§ **Input records**:
□ □ □

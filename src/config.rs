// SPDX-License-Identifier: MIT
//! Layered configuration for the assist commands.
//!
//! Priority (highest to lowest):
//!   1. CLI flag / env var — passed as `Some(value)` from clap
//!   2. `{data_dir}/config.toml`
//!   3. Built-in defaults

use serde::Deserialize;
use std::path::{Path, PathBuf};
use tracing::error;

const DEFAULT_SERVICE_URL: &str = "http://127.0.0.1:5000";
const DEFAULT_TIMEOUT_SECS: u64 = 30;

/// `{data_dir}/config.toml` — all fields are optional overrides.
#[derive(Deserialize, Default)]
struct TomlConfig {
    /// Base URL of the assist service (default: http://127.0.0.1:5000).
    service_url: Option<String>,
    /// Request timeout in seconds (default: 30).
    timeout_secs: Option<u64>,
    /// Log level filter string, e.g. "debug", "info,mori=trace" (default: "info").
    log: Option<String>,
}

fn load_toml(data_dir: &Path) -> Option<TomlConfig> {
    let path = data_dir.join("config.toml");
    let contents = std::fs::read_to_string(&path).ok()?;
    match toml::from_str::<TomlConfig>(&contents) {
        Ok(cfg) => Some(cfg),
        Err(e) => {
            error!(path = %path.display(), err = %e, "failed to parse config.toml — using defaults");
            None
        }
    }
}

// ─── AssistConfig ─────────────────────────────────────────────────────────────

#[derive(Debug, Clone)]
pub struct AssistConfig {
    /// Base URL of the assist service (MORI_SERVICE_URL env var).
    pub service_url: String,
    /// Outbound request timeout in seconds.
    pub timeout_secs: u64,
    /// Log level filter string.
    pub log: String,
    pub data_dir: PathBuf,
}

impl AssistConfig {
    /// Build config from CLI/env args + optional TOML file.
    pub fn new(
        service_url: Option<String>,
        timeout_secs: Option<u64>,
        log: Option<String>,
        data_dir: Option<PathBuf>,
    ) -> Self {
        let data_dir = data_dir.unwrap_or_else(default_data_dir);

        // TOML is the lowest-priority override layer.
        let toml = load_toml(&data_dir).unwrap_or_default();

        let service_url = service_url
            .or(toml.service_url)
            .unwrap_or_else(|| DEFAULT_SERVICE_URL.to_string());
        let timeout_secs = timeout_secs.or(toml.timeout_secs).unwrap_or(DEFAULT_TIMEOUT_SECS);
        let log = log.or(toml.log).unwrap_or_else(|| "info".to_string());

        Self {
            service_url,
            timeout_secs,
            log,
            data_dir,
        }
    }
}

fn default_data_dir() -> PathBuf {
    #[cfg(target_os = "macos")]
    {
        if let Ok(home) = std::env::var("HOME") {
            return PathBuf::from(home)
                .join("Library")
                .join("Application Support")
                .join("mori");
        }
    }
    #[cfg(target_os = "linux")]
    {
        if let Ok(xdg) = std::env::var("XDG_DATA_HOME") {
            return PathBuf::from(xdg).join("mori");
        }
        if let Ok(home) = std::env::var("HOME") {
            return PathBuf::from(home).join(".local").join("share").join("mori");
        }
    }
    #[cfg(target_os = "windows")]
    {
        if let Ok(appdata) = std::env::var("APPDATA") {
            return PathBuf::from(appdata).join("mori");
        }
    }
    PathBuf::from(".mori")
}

□ □ □

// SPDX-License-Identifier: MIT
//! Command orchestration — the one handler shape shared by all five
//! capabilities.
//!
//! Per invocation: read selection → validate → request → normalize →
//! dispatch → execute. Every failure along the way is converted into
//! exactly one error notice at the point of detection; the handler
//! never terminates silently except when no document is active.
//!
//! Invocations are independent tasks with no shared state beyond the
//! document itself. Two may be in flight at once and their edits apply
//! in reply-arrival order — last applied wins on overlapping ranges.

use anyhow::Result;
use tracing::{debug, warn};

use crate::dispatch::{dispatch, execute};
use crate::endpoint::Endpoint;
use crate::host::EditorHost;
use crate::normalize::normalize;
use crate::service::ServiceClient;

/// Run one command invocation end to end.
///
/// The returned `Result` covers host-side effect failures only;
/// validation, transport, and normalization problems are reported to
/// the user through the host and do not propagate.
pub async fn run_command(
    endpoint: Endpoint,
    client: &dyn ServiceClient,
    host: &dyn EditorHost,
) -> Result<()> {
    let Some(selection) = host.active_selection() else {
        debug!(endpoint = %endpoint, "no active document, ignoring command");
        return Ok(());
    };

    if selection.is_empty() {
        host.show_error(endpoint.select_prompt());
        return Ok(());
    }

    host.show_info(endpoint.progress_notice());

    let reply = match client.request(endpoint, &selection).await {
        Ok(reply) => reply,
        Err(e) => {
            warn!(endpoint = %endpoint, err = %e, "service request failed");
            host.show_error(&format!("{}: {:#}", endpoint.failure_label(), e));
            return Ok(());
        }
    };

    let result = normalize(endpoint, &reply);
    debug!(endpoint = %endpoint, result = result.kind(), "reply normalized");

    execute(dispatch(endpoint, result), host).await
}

□ □ □

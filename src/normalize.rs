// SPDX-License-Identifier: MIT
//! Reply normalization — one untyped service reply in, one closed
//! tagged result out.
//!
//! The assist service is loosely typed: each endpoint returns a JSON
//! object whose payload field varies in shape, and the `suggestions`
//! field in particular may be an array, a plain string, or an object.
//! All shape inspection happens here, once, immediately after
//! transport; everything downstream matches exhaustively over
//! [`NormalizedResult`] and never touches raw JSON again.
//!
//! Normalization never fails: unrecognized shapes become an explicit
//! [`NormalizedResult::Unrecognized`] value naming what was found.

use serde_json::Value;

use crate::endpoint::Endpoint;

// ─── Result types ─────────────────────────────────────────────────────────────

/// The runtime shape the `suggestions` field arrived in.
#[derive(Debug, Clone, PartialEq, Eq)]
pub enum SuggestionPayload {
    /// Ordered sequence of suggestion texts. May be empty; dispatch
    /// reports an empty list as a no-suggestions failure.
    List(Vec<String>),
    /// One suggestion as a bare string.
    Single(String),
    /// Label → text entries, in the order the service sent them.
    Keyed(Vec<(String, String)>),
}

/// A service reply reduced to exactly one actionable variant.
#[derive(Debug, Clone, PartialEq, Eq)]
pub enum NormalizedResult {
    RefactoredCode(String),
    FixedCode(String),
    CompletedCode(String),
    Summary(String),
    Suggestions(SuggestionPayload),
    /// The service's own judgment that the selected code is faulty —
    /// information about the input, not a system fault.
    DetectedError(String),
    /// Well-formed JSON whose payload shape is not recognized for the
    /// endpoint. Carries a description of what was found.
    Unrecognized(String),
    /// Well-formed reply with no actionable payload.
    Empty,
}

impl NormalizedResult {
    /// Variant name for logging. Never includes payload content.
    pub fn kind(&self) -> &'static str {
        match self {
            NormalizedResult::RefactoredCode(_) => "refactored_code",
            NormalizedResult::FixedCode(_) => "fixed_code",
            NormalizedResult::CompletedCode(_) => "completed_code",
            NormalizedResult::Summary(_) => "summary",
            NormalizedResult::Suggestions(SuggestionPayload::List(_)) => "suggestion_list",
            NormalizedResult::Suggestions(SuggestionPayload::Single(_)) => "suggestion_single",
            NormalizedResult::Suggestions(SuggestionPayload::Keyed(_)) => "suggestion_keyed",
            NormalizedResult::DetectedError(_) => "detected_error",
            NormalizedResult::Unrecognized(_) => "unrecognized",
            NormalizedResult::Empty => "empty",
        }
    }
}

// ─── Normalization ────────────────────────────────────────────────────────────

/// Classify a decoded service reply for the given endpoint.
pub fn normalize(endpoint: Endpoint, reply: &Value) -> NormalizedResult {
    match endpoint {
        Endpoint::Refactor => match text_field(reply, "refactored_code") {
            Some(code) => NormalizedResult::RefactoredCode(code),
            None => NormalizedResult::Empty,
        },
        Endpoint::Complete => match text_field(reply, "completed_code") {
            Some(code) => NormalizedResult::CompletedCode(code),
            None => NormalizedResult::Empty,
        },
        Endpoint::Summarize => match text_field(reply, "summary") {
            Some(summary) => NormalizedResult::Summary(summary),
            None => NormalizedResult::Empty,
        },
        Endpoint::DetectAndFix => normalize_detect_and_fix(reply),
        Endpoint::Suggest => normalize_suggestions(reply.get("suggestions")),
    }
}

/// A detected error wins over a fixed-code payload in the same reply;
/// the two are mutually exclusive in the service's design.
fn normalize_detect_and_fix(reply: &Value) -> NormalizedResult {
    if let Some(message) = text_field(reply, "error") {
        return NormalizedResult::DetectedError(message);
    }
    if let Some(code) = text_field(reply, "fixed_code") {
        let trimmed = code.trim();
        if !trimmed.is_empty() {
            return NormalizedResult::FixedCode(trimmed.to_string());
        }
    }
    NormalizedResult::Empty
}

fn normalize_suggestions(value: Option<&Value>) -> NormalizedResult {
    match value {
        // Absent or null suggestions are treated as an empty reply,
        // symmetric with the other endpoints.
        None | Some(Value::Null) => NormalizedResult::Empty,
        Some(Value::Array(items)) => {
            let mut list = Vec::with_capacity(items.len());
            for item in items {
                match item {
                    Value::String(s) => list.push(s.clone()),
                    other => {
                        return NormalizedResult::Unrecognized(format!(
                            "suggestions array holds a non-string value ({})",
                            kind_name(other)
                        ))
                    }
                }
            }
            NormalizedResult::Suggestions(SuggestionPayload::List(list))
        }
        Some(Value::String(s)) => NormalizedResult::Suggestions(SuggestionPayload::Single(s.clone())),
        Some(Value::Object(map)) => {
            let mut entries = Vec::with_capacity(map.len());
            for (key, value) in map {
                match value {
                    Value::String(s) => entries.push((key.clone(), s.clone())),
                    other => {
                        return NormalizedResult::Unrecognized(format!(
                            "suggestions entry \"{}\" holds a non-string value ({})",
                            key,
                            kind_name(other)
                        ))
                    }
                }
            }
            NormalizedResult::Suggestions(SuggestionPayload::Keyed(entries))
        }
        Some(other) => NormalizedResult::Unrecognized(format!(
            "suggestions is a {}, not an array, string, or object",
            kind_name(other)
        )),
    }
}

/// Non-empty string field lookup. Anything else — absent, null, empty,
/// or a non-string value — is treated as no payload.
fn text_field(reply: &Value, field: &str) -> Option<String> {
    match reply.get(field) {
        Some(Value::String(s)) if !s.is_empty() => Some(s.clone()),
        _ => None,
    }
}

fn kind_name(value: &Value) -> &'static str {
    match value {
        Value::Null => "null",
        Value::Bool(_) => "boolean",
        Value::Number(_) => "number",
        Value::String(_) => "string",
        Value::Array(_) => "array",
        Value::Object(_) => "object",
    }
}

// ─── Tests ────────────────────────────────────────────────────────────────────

□ □ □

Take the stretch of lines above from the one containing "filename src/config.rs" through the one containing "filter string, e.g." and repeat it exactly, adding no other line.

filename src/config.rs
// SPDX-License-Identifier: MIT
//! Layered configuration for the assist commands.
//!
//! Priority (highest to lowest):
//!   1. CLI flag / env var — passed as `Some(value)` from clap
//!   2. `{data_dir}/config.toml`
//!   3. Built-in defaults

use serde::Deserialize;
use std::path::{Path, PathBuf};
use tracing::error;

const DEFAULT_SERVICE_URL: &str = "http://127.0.0.1:5000";
const DEFAULT_TIMEOUT_SECS: u64 = 30;

/// `{data_dir}/config.toml` — all fields are optional overrides.
#[derive(Deserialize, Default)]
struct TomlConfig {
    /// Base URL of the assist service (default: http://127.0.0.1:5000).
    service_url: Option<String>,
    /// Request timeout in seconds (default: 30).
    timeout_secs: Option<u64>,
    /// Log level filter string, e.g. "debug", "info,mori=trace" (default: "info").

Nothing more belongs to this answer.